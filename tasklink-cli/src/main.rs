//! Tasklink: keep a Notion planner and a Todoist task list in sync.
//!
//! # Usage
//!
//! ```text
//! tasklink init
//! tasklink sync [--dry-run] [--json]
//! tasklink status [--json]
//! tasklink reset
//! tasklink daemon start|stop|status|sync
//! ```

mod commands;

use anyhow::Result;
use clap::{Parser, Subcommand};

use commands::{
    daemon::DaemonCommand, init::InitArgs, reset::ResetArgs, status::StatusArgs, sync::SyncArgs,
};

#[derive(Parser, Debug)]
#[command(
    name = "tasklink",
    version,
    about = "Two-way sync between a Notion planner and a Todoist task list",
    long_about = None,
)]
struct Cli {
    #[command(subcommand)]
    command: Commands,
}

#[derive(Subcommand, Debug)]
enum Commands {
    /// Write a config scaffold to ~/.tasklink/config.yaml.
    Init(InitArgs),

    /// Run one reconciliation pass.
    Sync(SyncArgs),

    /// Show the saved cursors and whether the daemon is running.
    Status(StatusArgs),

    /// Forget the cursors; the next pass is a full resync.
    Reset(ResetArgs),

    /// Run or control the background daemon.
    Daemon {
        #[command(subcommand)]
        command: DaemonCommand,
    },
}

fn main() -> Result<()> {
    // Tokens may live in a .env file next to where the command runs.
    dotenvy::dotenv().ok();

    let cli = Cli::parse();
    match cli.command {
        Commands::Init(args) => args.run(),
        Commands::Sync(args) => args.run(),
        Commands::Status(args) => args.run(),
        Commands::Reset(args) => args.run(),
        Commands::Daemon { command } => commands::daemon::run(command),
    }
}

········

> [Task statement]
Quote the material exactly, leaving nothing out.

> [Result of this exercise]
filename tasklink-cli/src/main.rs
//! Tasklink: keep a Notion planner and a Todoist task list in sync.
//!
//! # Usage
//!
//! ```text
//! tasklink init
//! tasklink sync [--dry-run] [--json]
//! tasklink status [--json]
//! tasklink reset
//! tasklink daemon start|stop|status|sync
//! ```

mod commands;

use anyhow::Result;
use clap::{Parser, Subcommand};

use commands::{
    daemon::DaemonCommand, init::InitArgs, reset::ResetArgs, status::StatusArgs, sync::SyncArgs,
};

#[derive(Parser, Debug)]
#[command(
    name = "tasklink",
    version,
    about = "Two-way sync between a Notion planner and a Todoist task list",
    long_about = None,
)]
struct Cli {
    #[command(subcommand)]
    command: Commands,
}

#[derive(Subcommand, Debug)]
enum Commands {
    /// Write a config scaffold to ~/.tasklink/config.yaml.
    Init(InitArgs),

    /// Run one reconciliation pass.
    Sync(SyncArgs),

    /// Show the saved cursors and whether the daemon is running.
    Status(StatusArgs),

    /// Forget the cursors; the next pass is a full resync.
    Reset(ResetArgs),

    /// Run or control the background daemon.
    Daemon {
        #[command(subcommand)]
        command: DaemonCommand,
    },
}

fn main() -> Result<()> {
    // Tokens may live in a .env file next to where the command runs.
    dotenvy::dotenv().ok();

    let cli = Cli::parse();
    match cli.command {
        Commands::Init(args) => args.run(),
        Commands::Sync(args) => args.run(),
        Commands::Status(args) => args.run(),
        Commands::Reset(args) => args.run(),
        Commands::Daemon { command } => commands::daemon::run(command),
    }
}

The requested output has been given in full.